In short, eventually we must start talking about THE
core issue of our time – the re-introduction of some portion of our national
money supply as debt-free, government-issued U.S Notes, and eliminating the
notion of sovereign debt all together.
Comment of Ellen Brown, Esq.
Ellen
Brown is the founder of the Public Banking Institute and the author of 12
widely-read books including the classic Web of Debt. One of America’s most influential writers on
monetary and banking reform, her investigative articles have broken vital
stories on banking and monetary practices throughout the global financial
system. Her web site is found at: http://ellenbrown.com/
“Yes, the government should issue money -- and could do it
without creating price inflation, up to the point of full employment. The
Milton Friedman dictum that “inflation is always and everywhere a monetary
phenomenon” is not true (or true only in the obvious sense that inflation is phenomenon
involving money). Adding money to the real economy -- as opposed to
merely swapping it for assets on bank balance sheets in the sort of
“quantitative easing” done today -- creates “demand”, which prompts the
creation of “supply” to meet it. The shoe salesman blessed with new customers
does not raise his prices; he clears his unsold inventory and puts in orders to
the manufacturer for more shoes. The manufacturer hires more workers, who have
more money to spend on other goods and services; and this demand too is
accommodated by increased production. The overall effect is simply to
stimulate the economy. Only when the economy is at full employment, or
when resources or supplies are scarce, are prices driven up. Congress has the
power under the Constitution to “coin” money (including trillion dollar
platinum coins, if need be); but the amount is limited by the budget, which is
determined by congressional vote.”
Comment
of Scott Baker
Scott
Baker is Economics editor for
Opednews, NY Coordinator for the Public Banking Institute, President of the
Georgist advocacy group Common Ground (NYC), a participating scholar in the
World Economics Association, and an advocate for monetary reform in TV, radio,
web and print media. His recent book, America
Is Not Broke, is reviewed at http://bit.ly/1AjREpQ.
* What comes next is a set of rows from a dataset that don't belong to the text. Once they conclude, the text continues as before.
//! Schema migrations for the data directory.
//!
//! The data root carries a `schema-version.json` marker holding the version
//! of the application that last migrated it. At startup every registered step
//! newer than the marker and not newer than the running version is applied in
//! ascending order, then the marker is advanced.
//!
//! A failing step stops the run; the marker is left at the last version that
//! was fully reached so the failed step is retried on the next start. The
//! runner never returns an error: the caller gets a [`MigrationReport`] and
//! carries on with whatever shape the data is in.

mod steps;
mod version;

use std::io::ErrorKind;
use std::path::PathBuf;

use futures::future::BoxFuture;

use crate::error::{AppError, Result};
use crate::store::{DocumentStore, SCHEMA_MARKER_FILE};

pub use steps::builtin_migrations;
pub use version::SchemaVersion;

pub type MigrationFn = for<'a> fn(&'a DocumentStore) -> BoxFuture<'a, Result<()>>;

/// One schema step. `apply` must tolerate being re-run on already migrated data.
#[derive(Clone)]
pub struct Migration {
    pub version: SchemaVersion,
    pub description: &'static str,
    pub apply: MigrationFn,
}

impl std::fmt::Debug for Migration {
    fn fmt(&self, f: &mut std::fmt::Formatter<'_>) -> std::fmt::Result {
        f.debug_struct("Migration")
            .field("version", &self.version)
            .field("description", &self.description)
            .finish()
    }
}

#[derive(Debug, Clone, PartialEq, Eq)]
pub struct MigrationFailure {
    pub version: String,
    pub reason: String,
}

#[derive(Debug, Clone, PartialEq, Eq, Default)]
pub struct MigrationReport {
    /// Marker found before the run, `None` for a fresh or unmarked directory.
    pub from: Option<String>,
    /// Marker after the run.
    pub to: String,
    pub applied: Vec<String>,
    pub failed: Option<MigrationFailure>,
}

impl MigrationReport {
    pub fn succeeded(&self) -> bool {
        self.failed.is_none()
    }
}

pub struct MigrationRunner {
    store: DocumentStore,
    migrations: Vec<Migration>,
}

impl MigrationRunner {
    pub fn new(store: DocumentStore) -> Self {
        Self::with_migrations(store, builtin_migrations())
    }

    pub fn with_migrations(store: DocumentStore, mut migrations: Vec<Migration>) -> Self {
        migrations.sort_by_key(|m| m.version);
        Self { store, migrations }
    }

    fn marker_path(&self) -> PathBuf {
        self.store.root().join(SCHEMA_MARKER_FILE)
    }

    /// The stored marker, `None` if absent or unreadable.
    pub async fn stored_version(&self) -> Option<SchemaVersion> {
        let path = self.marker_path();
        let content = match tokio::fs::read_to_string(&path).await {
            Ok(content) => content,
            Err(e) if e.kind() == ErrorKind::NotFound => return None,
            Err(e) => {
                tracing::warn!("Failed to read schema marker {}: {}", path.display(), e);
                return None;
            }
        };
        let parsed = serde_json::from_str::<String>(&content)
            .map_err(AppError::from)
            .and_then(|raw| raw.parse::<SchemaVersion>());
        match parsed {
            Ok(version) => Some(version),
            Err(e) => {
                tracing::warn!("Ignoring malformed schema marker {}: {}", path.display(), e);
                None
            }
        }
    }

    async fn write_marker(&self, version: SchemaVersion) -> Result<()> {
        let path = self.marker_path();
        let tmp_path = path.with_extension("json.tmp");
        let bytes = serde_json::to_vec(&version.to_string())?;
        tokio::fs::write(&tmp_path, bytes).await?;
        tokio::fs::rename(&tmp_path, &path).await?;
        Ok(())
    }

    /// Brings the data directory up to `target` (normally the running
    /// application version).
    pub async fn run(&self, target: &str) -> MigrationReport {
        let stored = self.stored_version().await;
        let mut report = MigrationReport {
            from: stored.map(|v| v.to_string()),
            to: stored.map(|v| v.to_string()).unwrap_or_default(),
            ..Default::default()
        };

        let target = match target.parse::<SchemaVersion>() {
            Ok(target) => target,
            Err(e) => {
                tracing::error!("Cannot migrate to {:?}: {}", target, e);
                report.failed = Some(MigrationFailure {
                    version: target.to_string(),
                    reason: e.to_string(),
                });
                return report;
            }
        };

        let start = stored.unwrap_or_default();
        if stored.is_some() && start >= target {
            tracing::debug!("Schema at {}, nothing to migrate (target {})", start, target);
            return report;
        }

        let mut reached = start;
        for migration in self
            .migrations
            .iter()
            .filter(|m| m.version > start && m.version <= target)
        {
            tracing::info!(
                "Applying migration {}: {}",
                migration.version,
                migration.description
            );
            match (migration.apply)(&self.store).await {
                Ok(()) => {
                    reached = migration.version;
                    report.applied.push(migration.version.to_string());
                }
                Err(e) => {
                    let error = AppError::Migration {
                        version: migration.version.to_string(),
                        reason: e.to_string(),
                    };
                    tracing::error!("{}", error);
                    report.failed = Some(MigrationFailure {
                        version: migration.version.to_string(),
                        reason: e.to_string(),
                    });
                    break;
                }
            }
        }

        if report.failed.is_none() {
            reached = target;
        }
        if stored.is_none() || reached > start {
            match self.write_marker(reached).await {
                Ok(()) => report.to = reached.to_string(),
                Err(e) => {
                    tracing::error!("Failed to write schema marker: {}", e);
                    report.failed.get_or_insert(MigrationFailure {
                        version: reached.to_string(),
                        reason: e.to_string(),
                    });
                }
            }
        }

        if report.succeeded() {
            tracing::info!(
                "Schema migrated from {} to {} ({} step(s))",
                report.from.as_deref().unwrap_or("none"),
                report.to,
                report.applied.len()
            );
        }
        report
    }
}

#[cfg(test)]
mod tests {
    use super::*;
    use crate::store::CollectionKey;
    use futures::FutureExt;
    use serde_json::json;
    use tempfile::tempdir;

    fn add_marker_note(store: &DocumentStore) -> BoxFuture<'_, Result<()>> {
        async move {
            store
                .update(&CollectionKey::Custom("notes".into()), |v| {
                    let mut list = v.as_array().cloned().unwrap_or_default();
                    list.push(json!("ran"));
                    Ok(json!(list))
                })
                .await
                .map(|_| ())
        }
        .boxed()
    }

    fn always_fails(_store: &DocumentStore) -> BoxFuture<'_, Result<()>> {
        async move { Err(AppError::Mirror("boom".to_string())) }.boxed()
    }

    fn step(version: &str, apply: MigrationFn) -> Migration {
        Migration {
            version: version.parse().unwrap(),
            description: "test step",
            apply,
        }
    }

    #[tokio::test]
    async fn test_fresh_directory_runs_everything_up_to_target() {
        let dir = tempdir().unwrap();
        let store = DocumentStore::open(dir.path()).await.unwrap();
        let runner = MigrationRunner::with_migrations(
            store.clone(),
            vec![
                step("1.2.0", add_marker_note),
                step("1.1.0", add_marker_note),
                step("9.0.0", add_marker_note),
            ],
        );

        let report = runner.run("1.3.0").await;

        assert!(report.succeeded());
        assert_eq!(report.from, None);
        assert_eq!(report.applied, vec!["1.1.0", "1.2.0"]);
        assert_eq!(report.to, "1.3.0");
        assert_eq!(
            runner.stored_version().await,
            Some(SchemaVersion::new(1, 3, 0))
        );
    }

    #[tokio::test]
    async fn test_current_marker_is_a_no_op() {
        let dir = tempdir().unwrap();
        let store = DocumentStore::open(dir.path()).await.unwrap();
        let runner =
            MigrationRunner::with_migrations(store, vec![step("1.1.0", add_marker_note)]);

        runner.run("1.1.0").await;
        let before = std::fs::read(dir.path().join("notes.json")).unwrap();
        let report = runner.run("1.1.0").await;

        assert!(report.succeeded());
        assert!(report.applied.is_empty());
        assert_eq!(std::fs::read(dir.path().join("notes.json")).unwrap(), before);
    }

    #[tokio::test]
    async fn test_newer_marker_is_never_downgraded() {
        let dir = tempdir().unwrap();
        std::fs::write(dir.path().join(SCHEMA_MARKER_FILE), "\"2.0.0\"").unwrap();
        let store = DocumentStore::open(dir.path()).await.unwrap();
        let runner = MigrationRunner::with_migrations(store, vec![]);

        let report = runner.run("1.0.0").await;

        assert_eq!(report.to, "2.0.0");
        assert_eq!(
            runner.stored_version().await,
            Some(SchemaVersion::new(2, 0, 0))
        );
    }

    #[tokio::test]
    async fn test_failure_stops_and_keeps_last_reached_version() {
        let dir = tempdir().unwrap();
        let store = DocumentStore::open(dir.path()).await.unwrap();
        let runner = MigrationRunner::with_migrations(
            store,
            vec![
                step("1.1.0", add_marker_note),
                step("1.2.0", always_fails),
                step("1.3.0", add_marker_note),
            ],
        );

        let report = runner.run("1.3.0").await;

        assert!(!report.succeeded());
        assert_eq!(report.applied, vec!["1.1.0"]);
        assert_eq!(report.failed.as_ref().unwrap().version, "1.2.0");
        assert_eq!(report.to, "1.1.0");
    }

    #[tokio::test]
    async fn test_invalid_target_reports_failure() {
        let dir = tempdir().unwrap();
        let store = DocumentStore::open(dir.path()).await.unwrap();
        let report = MigrationRunner::with_migrations(store, vec![]).run("latest").await;
        assert!(!report.succeeded());
        assert!(!dir.path().join(SCHEMA_MARKER_FILE).exists());
    }
}
use std::collections::BTreeMap;

use chrono::{DateTime, Utc};
use serde::{Deserialize, Serialize};
use serde_json::Value;

#[derive(Debug, Clone, PartialEq, Serialize, Deserialize)]
#[serde(rename_all = "camelCase")]
pub struct AiSummary {
    pub summary: String,
    #[serde(default)]
    pub footnotes: Vec<Value>,
    #[serde(default)]
    pub generated_at: Option<DateTime<Utc>>,
}

/// Article id to generated summary.
pub type AiSummaries = BTreeMap<String, AiSummary>;
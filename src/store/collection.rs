use std::fmt;

use serde_json::{json, Value};

use crate::error::{AppError, Result};

const ARTICLES_PREFIX: &str = "articles-";
const JSON_EXT: &str = ".json";

/// Written by the migration runner only; never addressable as a collection.
pub const SCHEMA_MARKER_FILE: &str = "schema-version.json";

/// Address of one collection file under the data root.
#[derive(Debug, Clone, PartialEq, Eq, Hash, PartialOrd, Ord)]
pub enum CollectionKey {
    Feeds,
    Categories,
    ReadStates,
    Settings,
    AiSummaries,
    CalendarEvents,
    /// Article set of one feed, keyed by feed id.
    Articles(String),
    /// Any other `<name>.json` written through the generic channel.
    Custom(String),
}

impl CollectionKey {
    pub fn articles(feed_id: impl Into<String>) -> Self {
        CollectionKey::Articles(feed_id.into())
    }

    pub fn filename(&self) -> String {
        match self {
            CollectionKey::Feeds => "feeds.json".to_string(),
            CollectionKey::Categories => "categories.json".to_string(),
            CollectionKey::ReadStates => "read-states.json".to_string(),
            CollectionKey::Settings => "settings.json".to_string(),
            CollectionKey::AiSummaries => "ai-summaries.json".to_string(),
            CollectionKey::CalendarEvents => "calendar-events.json".to_string(),
            CollectionKey::Articles(feed_id) => format!("{ARTICLES_PREFIX}{feed_id}{JSON_EXT}"),
            CollectionKey::Custom(name) => format!("{name}{JSON_EXT}"),
        }
    }

    /// Parses an on-disk filename such as `feeds.json` or `articles-f1.json`.
    pub fn from_filename(filename: &str) -> Result<Self> {
        let invalid = || AppError::InvalidCollection(filename.to_string());
        if filename == SCHEMA_MARKER_FILE {
            return Err(invalid());
        }

        let stem = filename.strip_suffix(JSON_EXT).ok_or_else(invalid)?;
        if stem.is_empty()
            || stem.contains(['/', '\\', '\0'])
            || stem.contains("..")
            || stem.starts_with('.')
        {
            return Err(invalid());
        }

        let key = match stem {
            "feeds" => CollectionKey::Feeds,
            "categories" => CollectionKey::Categories,
            "read-states" => CollectionKey::ReadStates,
            "settings" => CollectionKey::Settings,
            "ai-summaries" => CollectionKey::AiSummaries,
            "calendar-events" => CollectionKey::CalendarEvents,
            other => match other.strip_prefix(ARTICLES_PREFIX) {
                Some("") => return Err(invalid()),
                Some(feed_id) => CollectionKey::Articles(feed_id.to_string()),
                None => CollectionKey::Custom(other.to_string()),
            },
        };
        Ok(key)
    }

    /// Validates a feed id before it becomes part of a filename.
    pub fn validate_feed_id(feed_id: &str) -> Result<()> {
        Self::from_filename(&format!("{ARTICLES_PREFIX}{feed_id}{JSON_EXT}")).map(|_| ())
    }

    /// The value a read yields when the collection has never been written.
    pub fn default_value(&self) -> Value {
        match self {
            CollectionKey::Feeds | CollectionKey::Categories => json!([]),
            CollectionKey::ReadStates | CollectionKey::Settings | CollectionKey::AiSummaries => {
                json!({})
            }
            CollectionKey::CalendarEvents => json!({ "events": [], "lastExtraction": null }),
            CollectionKey::Articles(feed_id) => {
                json!({ "feedId": feed_id, "lastFetched": null, "articles": [] })
            }
            CollectionKey::Custom(_) => Value::Null,
        }
    }

    pub fn feed_id(&self) -> Option<&str> {
        match self {
            CollectionKey::Articles(feed_id) => Some(feed_id),
            _ => None,
        }
    }
}

impl fmt::Display for CollectionKey {
    fn fmt(&self, f: &mut fmt::Formatter<'_>) -> fmt::Result {
        f.write_str(&self.filename())
    }
}

#[cfg(test)]
mod tests {
    use super::*;

    #[test]
    fn filenames_round_trip_through_parsing() {
        let keys = [
            CollectionKey::Feeds,
            CollectionKey::Categories,
            CollectionKey::ReadStates,
            CollectionKey::Settings,
            CollectionKey::AiSummaries,
            CollectionKey::CalendarEvents,
            CollectionKey::articles("feed-1"),
            CollectionKey::Custom("notes".to_string()),
        ];
        for key in keys {
            assert_eq!(CollectionKey::from_filename(&key.filename()).unwrap(), key);
        }
    }

    #[test]
    fn traversal_and_foreign_names_are_rejected() {
        for name in [
            "../feeds.json",
            "a/b.json",
            "a\\b.json",
            "feeds.txt",
            ".json",
            ".hidden.json",
            "schema-version.json",
            "articles-.json",
        ] {
            assert!(
                CollectionKey::from_filename(name).is_err(),
                "{name} should be rejected"
            );
        }
    }

    #[test]
    fn article_default_carries_feed_id() {
        let value = CollectionKey::articles("f9").default_value();
        assert_eq!(value["feedId"], "f9");
        assert!(value["lastFetched"].is_null());
        assert_eq!(value["articles"], json!([]));
    }

    #[test]
    fn list_and_map_defaults() {
        assert_eq!(CollectionKey::Feeds.default_value(), json!([]));
        assert_eq!(CollectionKey::Settings.default_value(), json!({}));
        assert_eq!(
            CollectionKey::CalendarEvents.default_value()["events"],
            json!([])
        );
        assert!(CollectionKey::Custom("x".into()).default_value().is_null());
    }
}
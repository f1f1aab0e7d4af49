use chrono::Utc;

use crate::error::Result;
use crate::models::{
    AiSummaries, AiSummary, ArticleSet, CalendarEventSet, Category, FeatureFlags, Feed, ReadState,
    ReadStates, Settings,
};

use super::{CollectionKey, DocumentStore};

impl DocumentStore {
    // Feed operations

    pub async fn read_feeds(&self) -> Result<Vec<Feed>> {
        self.read_as(&CollectionKey::Feeds).await
    }

    pub async fn write_feeds(&self, feeds: &[Feed]) -> Result<()> {
        self.write_as(&CollectionKey::Feeds, &feeds).await
    }

    pub async fn read_categories(&self) -> Result<Vec<Category>> {
        self.read_as(&CollectionKey::Categories).await
    }

    pub async fn write_categories(&self, categories: &[Category]) -> Result<()> {
        self.write_as(&CollectionKey::Categories, &categories).await
    }

    // Article operations

    pub async fn read_articles(&self, feed_id: &str) -> Result<ArticleSet> {
        CollectionKey::validate_feed_id(feed_id)?;
        self.read_as(&CollectionKey::articles(feed_id)).await
    }

    /// Stores `set` under `feed_id`; the stored `feedId` is always `feed_id`.
    pub async fn write_articles(&self, feed_id: &str, set: &ArticleSet) -> Result<()> {
        CollectionKey::validate_feed_id(feed_id)?;
        self.write_as(&CollectionKey::articles(feed_id), set).await
    }

    // Read state operations

    pub async fn read_read_states(&self) -> Result<ReadStates> {
        self.read_as(&CollectionKey::ReadStates).await
    }

    pub async fn write_read_states(&self, states: &ReadStates) -> Result<()> {
        self.write_as(&CollectionKey::ReadStates, states).await
    }

    /// Marks a single article, leaving every other entry untouched.
    pub async fn set_read_state(&self, article_id: &str, read: bool) -> Result<()> {
        let article_id = article_id.to_string();
        self.update_as(&CollectionKey::ReadStates, move |states: &mut ReadStates| {
            let read_at = read.then(Utc::now);
            states.insert(article_id, ReadState { read, read_at });
            Ok(())
        })
        .await
    }

    // Settings operations

    pub async fn read_settings(&self) -> Result<Settings> {
        self.read_as(&CollectionKey::Settings).await
    }

    pub async fn write_settings(&self, settings: &Settings) -> Result<()> {
        self.write_as(&CollectionKey::Settings, settings).await
    }

    pub async fn update_settings<R, F>(&self, f: F) -> Result<R>
    where
        F: FnOnce(&mut Settings) -> Result<R>,
    {
        self.update_as::<Settings, R, F>(&CollectionKey::Settings, f)
            .await
    }

    pub async fn feature_flags(&self) -> Result<FeatureFlags> {
        Ok(self.read_settings().await?.feature_flags())
    }

    pub async fn set_feature_flag(&self, flag: &str, enabled: bool) -> Result<()> {
        self.update_settings(|settings| {
            settings.set_feature_flag(flag, enabled);
            Ok(())
        })
        .await
    }

    // Summary operations

    pub async fn read_ai_summaries(&self) -> Result<AiSummaries> {
        self.read_as(&CollectionKey::AiSummaries).await
    }

    pub async fn read_ai_summary(&self, article_id: &str) -> Result<Option<AiSummary>> {
        Ok(self.read_ai_summaries().await?.remove(article_id))
    }

    pub async fn write_ai_summary(&self, article_id: &str, summary: AiSummary) -> Result<()> {
        let article_id = article_id.to_string();
        self.update_as(&CollectionKey::AiSummaries, move |all: &mut AiSummaries| {
            all.insert(article_id, summary);
            Ok(())
        })
        .await
    }

    // Calendar operations

    pub async fn read_calendar_events(&self) -> Result<CalendarEventSet> {
        self.read_as(&CollectionKey::CalendarEvents).await
    }

    pub async fn write_calendar_events(&self, set: &CalendarEventSet) -> Result<()> {
        self.write_as(&CollectionKey::CalendarEvents, set).await
    }

    /// Returns whether an event with that id existed.
    pub async fn delete_calendar_event(&self, event_id: &str) -> Result<bool> {
        self.update_as(&CollectionKey::CalendarEvents, |set: &mut CalendarEventSet| {
            let before = set.events.len();
            set.events.retain(|e| e.id != event_id);
            Ok(set.events.len() != before)
        })
        .await
    }
}

#[cfg(test)]
mod tests {
    use super::*;
    use crate::models::{Article, CalendarEvent};
    use serde_json::Map;
    use tempfile::tempdir;

    fn event(id: &str) -> CalendarEvent {
        CalendarEvent {
            id: id.to_string(),
            title: format!("Event {id}"),
            start_date: Some("2025-01-10".to_string()),
            end_date: None,
            location: None,
            confidence: Some(0.8),
            event_type: Some("conference".to_string()),
            source_article_id: None,
            extra: Map::new(),
        }
    }

    #[tokio::test]
    async fn test_write_articles_stamps_feed_id() {
        let dir = tempdir().unwrap();
        let store = DocumentStore::open(dir.path()).await.unwrap();
        let mut set = ArticleSet::empty("someone-else");
        set.articles.push(Article {
            id: "a1".to_string(),
            title: "Hello".to_string(),
            link: String::new(),
            description: String::new(),
            content: String::new(),
            pub_date: None,
            author: String::new(),
            categories: vec![],
            extra: Map::new(),
        });

        store.write_articles("f1", &set).await.unwrap();

        let stored = store.read_articles("f1").await.unwrap();
        assert_eq!(stored.feed_id, "f1");
        assert_eq!(stored.articles.len(), 1);
    }

    #[tokio::test]
    async fn test_invalid_feed_id_is_rejected() {
        let dir = tempdir().unwrap();
        let store = DocumentStore::open(dir.path()).await.unwrap();
        assert!(store.read_articles("../../etc").await.is_err());
        assert!(store
            .write_articles("a/b", &ArticleSet::empty("a/b"))
            .await
            .is_err());
    }

    #[tokio::test]
    async fn test_set_read_state_stamps_read_at() {
        let dir = tempdir().unwrap();
        let store = DocumentStore::open(dir.path()).await.unwrap();

        store.set_read_state("a1", true).await.unwrap();
        store.set_read_state("a2", false).await.unwrap();

        let states = store.read_read_states().await.unwrap();
        assert!(states["a1"].read && states["a1"].read_at.is_some());
        assert!(!states["a2"].read && states["a2"].read_at.is_none());
    }

    #[tokio::test]
    async fn test_delete_calendar_event_rewrites_set() {
        let dir = tempdir().unwrap();
        let store = DocumentStore::open(dir.path()).await.unwrap();
        store
            .write_calendar_events(&CalendarEventSet {
                events: vec![event("e1"), event("e2")],
                last_extraction: None,
            })
            .await
            .unwrap();

        assert!(store.delete_calendar_event("e1").await.unwrap());
        assert!(!store.delete_calendar_event("missing").await.unwrap());

        let set = store.read_calendar_events().await.unwrap();
        assert_eq!(set.events.len(), 1);
        assert_eq!(set.events[0].id, "e2");
    }

    #[tokio::test]
    async fn test_ai_summary_per_article() {
        let dir = tempdir().unwrap();
        let store = DocumentStore::open(dir.path()).await.unwrap();
        assert_eq!(store.read_ai_summary("a1").await.unwrap(), None);

        let summary = AiSummary {
            summary: "Short version".to_string(),
            footnotes: vec![],
            generated_at: Some(Utc::now()),
        };
        store.write_ai_summary("a1", summary.clone()).await.unwrap();

        assert_eq!(store.read_ai_summary("a1").await.unwrap(), Some(summary));
        assert_eq!(store.read_ai_summary("a2").await.unwrap(), None);
    }

    #[tokio::test]
    async fn test_feature_flags_default_then_set() {
        let dir = tempdir().unwrap();
        let store = DocumentStore::open(dir.path()).await.unwrap();
        assert_eq!(store.feature_flags().await.unwrap().get("dataMirror"), Some(&false));

        store.set_feature_flag("dataMirror", true).await.unwrap();

        assert_eq!(store.feature_flags().await.unwrap().get("dataMirror"), Some(&true));
    }
}
use std::collections::HashSet;

/// Longest stem a generated file or directory name may have, in characters.
pub const MAX_NAME_LEN: usize = 100;

const FORBIDDEN: &[char] = &['/', '\\', ':', '"', '*', '?', '<', '>', '|'];

/// Turns a display name into a filesystem-safe file stem.
///
/// Forbidden characters and whitespace become `-`, dash runs collapse, leading
/// and trailing dashes or dots are dropped. Never returns an empty string.
pub fn sanitize_filename(name: &str) -> String {
    let mut out = String::with_capacity(name.len());
    for c in name.chars() {
        let c = if FORBIDDEN.contains(&c) || c.is_whitespace() || c.is_control() {
            '-'
        } else {
            c
        };
        if c == '-' && out.ends_with('-') {
            continue;
        }
        out.push(c);
    }

    let trimmed = out.trim_matches(|c| c == '-' || c == '.');
    let truncated: String = trimmed.chars().take(MAX_NAME_LEN).collect();
    let cleaned = truncated.trim_end_matches(|c| c == '-' || c == '.');
    if cleaned.is_empty() {
        "untitled".to_string()
    } else {
        cleaned.to_string()
    }
}

/// Hands out names unique within one directory: `Name`, `Name-2`, `Name-3`...
///
/// Comparison ignores case so the result is also unique on case-insensitive
/// filesystems.
#[derive(Debug, Default)]
pub struct UniqueNames {
    taken: HashSet<String>,
}

impl UniqueNames {
    pub fn claim(&mut self, stem: &str) -> String {
        if self.taken.insert(stem.to_lowercase()) {
            return stem.to_string();
        }
        let mut n = 2;
        loop {
            let suffix = format!("-{n}");
            let room = MAX_NAME_LEN.saturating_sub(suffix.chars().count());
            let base: String = stem.chars().take(room).collect();
            let candidate = format!("{}{suffix}", base.trim_end_matches(|c| c == '-' || c == '.'));
            if self.taken.insert(candidate.to_lowercase()) {
                return candidate;
            }
            n += 1;
        }
    }
}
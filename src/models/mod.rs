mod article;
mod calendar;
mod feed;
mod settings;
mod summary;

pub use article::{Article, ArticleSet, ReadState, ReadStates};
pub use calendar::{CalendarEvent, CalendarEventSet};
pub use feed::{Category, Feed, FeedStatus};
pub use settings::{
    FeatureFlags, MirrorMode, Settings, FLAG_AI_SUMMARY, FLAG_CALENDAR_EVENTS, FLAG_DATA_MIRROR,
    KNOWN_FEATURE_FLAGS,
};
pub use summary::{AiSummaries, AiSummary};
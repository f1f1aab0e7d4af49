use std::fmt;
use std::str::FromStr;

use crate::error::{AppError, Result};

/// `major.minor.patch`, compared numerically. Pre-release and build suffixes
/// are ignored, missing components count as zero.
#[derive(Debug, Clone, Copy, PartialEq, Eq, PartialOrd, Ord, Hash, Default)]
pub struct SchemaVersion {
    pub major: u32,
    pub minor: u32,
    pub patch: u32,
}

impl SchemaVersion {
    pub const fn new(major: u32, minor: u32, patch: u32) -> Self {
        Self {
            major,
            minor,
            patch,
        }
    }
}

impl FromStr for SchemaVersion {
    type Err = AppError;

    fn from_str(s: &str) -> Result<Self> {
        let invalid = || AppError::Config(format!("invalid version: {s:?}"));

        let trimmed = s.trim().trim_start_matches('v');
        let core = trimmed
            .split(['-', '+'])
            .next()
            .filter(|c| !c.is_empty())
            .ok_or_else(invalid)?;

        let mut parts = [0u32; 3];
        for (i, part) in core.split('.').enumerate() {
            if i >= parts.len() {
                return Err(invalid());
            }
            parts[i] = part.parse().map_err(|_| invalid())?;
        }
        Ok(Self::new(parts[0], parts[1], parts[2]))
    }
}

impl fmt::Display for SchemaVersion {
    fn fmt(&self, f: &mut fmt::Formatter<'_>) -> fmt::Result {
        write!(f, "{}.{}.{}", self.major, self.minor, self.patch)
    }
}

#[cfg(test)]
mod tests {
    use super::*;

    fn v(s: &str) -> SchemaVersion {
        s.parse().unwrap()
    }

    #[test]
    fn parses_loose_forms() {
        assert_eq!(v("1.2.3"), SchemaVersion::new(1, 2, 3));
        assert_eq!(v("v2"), SchemaVersion::new(2, 0, 0));
        assert_eq!(v("1.4"), SchemaVersion::new(1, 4, 0));
        assert_eq!(v("1.0.2-beta.1"), SchemaVersion::new(1, 0, 2));
    }

    #[test]
    fn ordering_is_numeric() {
        assert!(v("1.10.0") > v("1.9.9"));
        assert!(v("2.0.0") > v("1.99.0"));
    }

    #[test]
    fn rejects_garbage() {
        for bad in ["", "abc", "1.2.3.4", "1..2", "-1"] {
            assert!(bad.parse::<SchemaVersion>().is_err(), "{bad}");
        }
    }
}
“Money should exist in sufficient
quantity to meet the productive capacity of the nation. If private
financial entities won't create debt-money in sufficient quantities, then
government must step in to create debt-free money. aka Sovereign Money,
instead, as it has in the past such as with Lincoln Greenbacks, and as it is
allowed to do under the coinage clause of the constitution, upheld by the
Supreme Court in Julliard v. Greenman (1884).
Banks must convince us of the scarcity of money, or else we would not pay for the use of it. But Congress and Treasury can create debt-free money at any time, for any reason, in any amount, and this new money need not be inflationary if it is used to create the things that represent actual wealth (e.g. infrastructure).
History shows it is government, not the private banking system, which has been the more responsible and least inflationary money-issuer. “
Comment of Prof. Ronald Davis
Ronald Davis is an Associate Professor at
San Jose State University, teaching topics in management science and decision
analysis which he has applied to the subject of monetary reform. A detailed legislative proposal to
re-introduce government-issued money including multiple modeling and policy
integration procedures to safeguard against inflation are found on his web
site, http://www.monetaryreform-taskforce.net/.
“As soon as the Treasury Department would start reissuing
debt free (and interest free) money, whether in the form of Legal Tender
"greenbacks" or US Notes, or in the form of modern electronic bank
account credits, there will be knee-jerk objections that this new government
created money will be inflationary and should therefore be stopped.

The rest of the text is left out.